We had the greatest transit and the greatest pedestrian facilities before we had centralized transportation policy. Bike/ped and (when not done by highway engineers) transit improvements are the highest returning transportation investments a city can make. Phase the federal and state governments out of this game and you open up enormous possibilities for bringing about the world you desire. Stick with this tired approach and you will continue to be an afterthought in a system that is going bankrupt.

Now the math…

There is one overriding assumption to my calculations that I know to be false, but here it is: I assume a static response to price increases. In other words, as the price goes up, I assume that people absorb the increase and continue to drive just as much. They will not.

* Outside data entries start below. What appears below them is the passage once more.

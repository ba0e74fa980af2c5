// Prompt constants and the tool schema for the government assessment report.

use serde_json::{json, Value};

use crate::llm_client::ToolSpec;
use crate::models::assessment::NEGOTIATION_TERM_COUNT;

pub const ASSESSMENT_ROLE: &str = "你是服务地方政府的资深招商评估专家，站在政府视角评估企业的引入价值、落地可信度与风险，\
    输出结构化的《政府招商评估报告》。";

/// Replace `{requirement_text}` and `{company_json}` before sending.
pub const ASSESSMENT_PROMPT_TEMPLATE: &str = r#"【招商需求】：
{requirement_text}

【企业信息】：
{company_json}

请按以下八个模块完成评估：
一、企业综合画像（行业阶段、核心技术、发展阶段、300字以内总结）
二、项目真实性与落地判断（可信度：高可信/中等可信/存疑，并说明战略一致性、不可替代性、投入产出逻辑和关键依据）
三、与地方产业匹配度（高度匹配/匹配/一般/不匹配，以及主导产业契合度、补链强链延链作用、集聚潜力）
四、可为地方带来的核心价值（产业、经济、战略）
五、主要风险识别（财务、经营、竞争、政策，每项给出风险来源和对地方的影响）
六、政府引入策略建议（是否建议引入：是/谨慎/不建议，引入形式、政策支持优先级、不建议给予的政策）
七、招商谈判关键条款（恰好5条）
八、综合结论（项目类型、1-5星评级、推荐动作、最大机会点、最大风险点）

无法判断的字段请在 insufficientInfo 中列出字段路径。"#;

fn text(description: &str) -> Value {
    json!({ "type": "string", "description": description })
}

fn text_list(description: &str) -> Value {
    json!({ "type": "array", "items": { "type": "string" }, "description": description })
}

fn object(properties: Value) -> Value {
    let required: Vec<String> = properties
        .as_object()
        .map(|map| map.keys().cloned().collect())
        .unwrap_or_default();
    json!({ "type": "object", "properties": properties, "required": required })
}

fn risk(description: &str) -> Value {
    let mut schema = object(json!({
        "source": text("风险来源"),
        "localImpact": text("对地方的影响"),
    }));
    schema["description"] = json!(description);
    schema
}

pub fn government_assessment_tool() -> ToolSpec {
    ToolSpec {
        name: "government_assessment",
        description: "站在地方政府视角输出结构化的企业招商评估报告",
        parameters: json!({
            "type": "object",
            "properties": {
                "companyProfile": object(json!({
                    "industryStage": text("所处行业阶段"),
                    "coreTechnology": text("技术/产品核心竞争点"),
                    "developmentStage": text("当前发展阶段"),
                    "summary": text("300字以内总结"),
                })),
                "landingAssessment": object(json!({
                    "credibilityLevel": { "type": "string", "enum": ["高可信", "中等可信", "存疑"] },
                    "strategicAlignment": text("与企业战略一致性"),
                    "irreplaceability": text("不可替代性分析"),
                    "inputOutputLogic": text("投入产出逻辑"),
                    "keyEvidence": text_list("关键判断依据"),
                })),
                "industryMatch": object(json!({
                    "matchLevel": { "type": "string", "enum": ["高度匹配", "匹配", "一般", "不匹配"] },
                    "dominantIndustryFit": text("与区域主导产业契合度"),
                    "chainEffect": text("补链/强链/延链作用"),
                    "clusterPotential": text("产业集聚或示范效应潜力"),
                })),
                "coreValue": object(json!({
                    "industryValue": text("产业价值（技术、品牌、链主效应）"),
                    "economicValue": text("经济价值（税收、产值、就业）"),
                    "strategicValue": text("战略价值（示范、对外合作、区域能级）"),
                })),
                "riskAssessment": object(json!({
                    "financialRisk": risk("财务风险"),
                    "businessRisk": risk("经营风险"),
                    "competitionRisk": risk("竞争风险"),
                    "policyRisk": risk("政策风险"),
                })),
                "introductionStrategy": object(json!({
                    "recommendIntroduce": { "type": "string", "enum": ["是", "谨慎", "不建议"] },
                    "recommendedForm": text("引入形式"),
                    "policyPriority": text_list("政策支持优先级"),
                    "notRecommendedPolicy": text_list("不建议给予的政策"),
                })),
                "negotiationTerms": {
                    "type": "array",
                    "items": { "type": "string" },
                    "minItems": NEGOTIATION_TERM_COUNT,
                    "maxItems": NEGOTIATION_TERM_COUNT,
                    "description": "招商谈判关键条款"
                },
                "conclusion": object(json!({
                    "projectType": text("项目类型"),
                    "overallRating": { "type": "integer", "minimum": 1, "maximum": 5, "description": "1-5星" },
                    "recommendedAction": text("推荐动作"),
                    "biggestOpportunity": text("最大机会点"),
                    "biggestRisk": text("最大风险点"),
                })),
                "insufficientInfo": text_list("需补充信息的字段路径"),
            },
            "required": [
                "companyProfile",
                "landingAssessment",
                "industryMatch",
                "coreValue",
                "riskAssessment",
                "introductionStrategy",
                "negotiationTerms",
                "conclusion"
            ]
        }),
    }
}

#[cfg(test)]
mod tests {
    use super::*;

    #[test]
    fn test_nested_objects_require_all_properties() {
        let tool = government_assessment_tool();
        let risk = &tool.parameters["properties"]["riskAssessment"]["properties"]["policyRisk"];
        assert_eq!(risk["required"].as_array().unwrap().len(), 2);
        assert_eq!(risk["description"], "政策风险");
        let conclusion = &tool.parameters["properties"]["conclusion"];
        assert_eq!(conclusion["required"].as_array().unwrap().len(), 5);
    }

    #[test]
    fn test_terms_are_pinned_to_five() {
        let tool = government_assessment_tool();
        let terms = &tool.parameters["properties"]["negotiationTerms"];
        assert_eq!(terms["minItems"], 5);
        assert_eq!(terms["maxItems"], 5);
    }
}
// Company matching: requirement parsing, candidate generation, scoring, short analysis.
// All LLM calls go through llm_client and degrade to the keyword heuristics here.

pub mod analysis;
pub mod catalog;
pub mod handlers;
pub mod keywords;
pub mod matcher;
pub mod prompts;
pub mod requirement_parser;
pub mod scoring;
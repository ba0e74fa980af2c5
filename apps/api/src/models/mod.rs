pub mod assessment;
pub mod company;
pub mod news;

use serde::{Deserialize, Serialize};

/// Where a result came from. Returned to clients so they can tell a model
/// answer from a locally computed fallback.
#[derive(Debug, Clone, Copy, PartialEq, Eq, Serialize, Deserialize)]
#[serde(rename_all = "lowercase")]
pub enum Source {
    /// Entirely from the LLM.
    Llm,
    /// LLM output with blanks filled from the local heuristics.
    Merged,
    /// Entirely from the local heuristics.
    Heuristic,
}
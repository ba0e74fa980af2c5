// Shared prompt fragments.
// Each service that needs LLM calls defines its own prompts.rs alongside it.
// This file contains cross-cutting fragments only.

/// Appended to every system prompt that is paired with a forced tool call.
pub const TOOL_ONLY_INSTRUCTION: &str = "请严格通过给定的函数返回结果，\
    只填写函数参数要求的字段，不要输出任何额外的解释文字。";

/// Reminder that company data must not be presented as verified fact.
pub const NO_FABRICATION_INSTRUCTION: &str = "如果信息不足，请如实说明“信息不足”，\
    不要编造融资金额、投资方或经营数据。";

/// Builds a system prompt from a role description plus the shared fragments.
pub fn system_prompt(role: &str) -> String {
    format!("{role}\n\n{TOOL_ONLY_INSTRUCTION}\n{NO_FABRICATION_INSTRUCTION}")
}

#[cfg(test)]
mod tests {
    use super::*;

    #[test]
    fn test_system_prompt_includes_fragments() {
        let prompt = system_prompt("你是招商助手。");
        assert!(prompt.starts_with("你是招商助手。"));
        assert!(prompt.contains(TOOL_ONLY_INSTRUCTION));
        assert!(prompt.contains(NO_FABRICATION_INSTRUCTION));
    }
}
pub fn generate_local_assessment(
    profile: &RequirementProfile,
    company: &Company,
) -> GovernmentAssessment {
    let signals = Signals::read(profile, company);

    let landing_assessment = landing_assessment(company, &signals);
    let industry_match = industry_match(company, &signals);
    let risk_assessment = risk_assessment(company, &signals);
    let introduction_strategy = introduction_strategy(
        &signals,
        landing_assessment.credibility_level,
        industry_match.match_level,
    );
    let conclusion = conclusion(
        company,
        &signals,
        &introduction_strategy,
        &risk_assessment,
        industry_match.match_level,
    );

    let mut insufficient_info = Vec::new();
    if company.business_summary.trim().is_empty() {
        insufficient_info.push("companyProfile.coreTechnology".to_string());
    }
    if company.tags.is_empty() {
        insufficient_info.push("landingAssessment.irreplaceability".to_string());
    }
    if company.investors.is_empty() {
        insufficient_info.push("landingAssessment.keyEvidence".to_string());
    }
    if company.growth_stage.trim().is_empty() {
        insufficient_info.push("coreValue.economicValue".to_string());
    }
    if signals.family.is_none() {
        insufficient_info.push("introductionStrategy.recommendedForm".to_string());
    }

    GovernmentAssessment {
        company_profile: company_profile(company),
        landing_assessment,
        industry_match,
        core_value: core_value(company, &signals),
        risk_assessment,
        introduction_strategy,
        negotiation_terms: default_negotiation_terms(),
        conclusion,
        insufficient_info,
    }
}

#[cfg(test)]
mod tests {
    use super::*;
    use crate::models::assessment::NEGOTIATION_TERM_COUNT;

    fn robot_company() -> Company {
        Company {
            id: "c002".to_string(),
            name: "苏州灵动机器人".to_string(),
            city: "苏州".to_string(),
            province: "江苏".to_string(),
            industry: vec!["机器人".to_string(), "智能制造".to_string()],
            track: "协作机器人".to_string(),
            register_year: 2018,
            last_round: "C轮".to_string(),
            last_round_date: "2023-11".to_string(),
            investors: vec!["高瓴创投".to_string()],
            business_summary: "协作机器人本体与控制器研发".to_string(),
            growth_stage: GROWTH_FAST.to_string(),
            tags: vec!["量产交付".to_string()],
            ..Default::default()
        }
    }

    fn profile(regions: &[&str], industries: &[&str]) -> RequirementProfile {
        RequirementProfile {
            region_preference: regions.iter().map(|s| s.to_string()).collect(),
            industry_preference: industries.iter().map(|s| s.to_string()).collect(),
            ..Default::default()
        }
    }

    #[test]
    fn test_strong_fit_recommends_introduction() {
        let assessment = generate_local_assessment(&profile(&["苏州"], &["机器人"]), &robot_company());
        assert_eq!(assessment.landing_assessment.credibility_level, CredibilityLevel::High);
        assert_eq!(assessment.industry_match.match_level, MatchLevel::High);
        assert_eq!(
            assessment.introduction_strategy.recommend_introduce,
            IntroduceRecommendation::Yes
        );
        // 3 + top investor + growing + high match
        assert_eq!(assessment.conclusion.overall_rating, 5);
        assert_eq!(assessment.conclusion.project_type, "制造业落地项目");
        assert!(assessment.insufficient_info.is_empty());
    }

    #[test]
    fn test_early_company_outside_profile_is_not_recommended() {
        let company = Company {
            name: "武汉光量子".to_string(),
            city: "武汉".to_string(),
            industry: vec!["量子".to_string()],
            track: "量子计算".to_string(),
            last_round: "Pre-A轮".to_string(),
            growth_stage: GROWTH_EARLY.to_string(),
            ..Default::default()
        };
        let assessment = generate_local_assessment(&profile(&["上海"], &["机器人"]), &company);
        assert_eq!(assessment.landing_assessment.credibility_level, CredibilityLevel::Doubtful);
        assert_eq!(assessment.industry_match.match_level, MatchLevel::Mismatched);
        assert_eq!(
            assessment.introduction_strategy.recommend_introduce,
            IntroduceRecommendation::No
        );
        // 3 - early - mismatched
        assert_eq!(assessment.conclusion.overall_rating, 1);
        assert_eq!(
            assessment.conclusion.biggest_risk,
            "融资轮次较早，现金流依赖外部融资"
        );
        assert!(assessment
            .insufficient_info
            .contains(&"companyProfile.coreTechnology".to_string()));
        assert!(assessment
            .insufficient_info
            .contains(&"introductionStrategy.recommendedForm".to_string()));
    }

    #[test]
    fn test_empty_profile_is_moderate_match() {
        let assessment = generate_local_assessment(&RequirementProfile::default(), &robot_company());
        assert_eq!(assessment.industry_match.match_level, MatchLevel::Moderate);
        assert_eq!(assessment.conclusion.overall_rating, 5);
    }

    #[test]
    fn test_always_five_terms_and_full_text() {
        let assessment = generate_local_assessment(&RequirementProfile::default(), &Company::default());
        assert_eq!(assessment.negotiation_terms.len(), NEGOTIATION_TERM_COUNT);
        assert!(!assessment.company_profile.summary.is_empty());
        assert!(!assessment.risk_assessment.policy_risk.source.is_empty());
        assert!((1..=5).contains(&assessment.conclusion.overall_rating));
    }

    #[test]
    fn test_clinical_tag_drives_business_risk() {
        let company = Company {
            industry: vec!["生物医药".to_string()],
            tags: vec!["临床II期".to_string()],
            growth_stage: GROWTH_FAST.to_string(),
            ..Default::default()
        };
        let assessment = generate_local_assessment(&RequirementProfile::default(), &company);
        assert_eq!(
            assessment.risk_assessment.business_risk.source,
            "产品处于研发/试验阶段，商业化周期较长"
        );
        assert_eq!(assessment.introduction_strategy.recommended_form, "设立研发中心或临床转化基地");
    }
}
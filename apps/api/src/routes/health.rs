use axum::Json;
use serde_json::{json, Value};

/// GET /health
/// Returns a simple status object with service version.
pub async fn health_handler() -> Json<Value> {
    Json(json!({
        "status": "ok",
        "version": env!("CARGO_PKG_VERSION"),
        "service": "zhaoshang-api"
    }))
}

There is a complex and dynamic feedback loop that occurs when energy prices increase that cannot be accurately modeled. The end result for my calculations is that I overestimate the amount of revenue to be gained from an indexing to inflation, GDP and traffic and I underestimate the amount of gas tax increase needed to meet our needs. Since the startling thing about this analysis is the gap between what a reasonable increase would produce and what is needed, guessing at a dynamic feedback loop would simply be running up the score. The gap is already too big to overcome; we need to start thinking differently.

Just know that, when you are looking at the chart, the inflation, GDP and traffic lines should be lower, and the need line much higher, than what is represented. I've attached my spreadsheet so you can mess with it yourself.

I began my analysis with our actual fuel tax receipts since 1994. These I obtained from the Federal Highway Administration.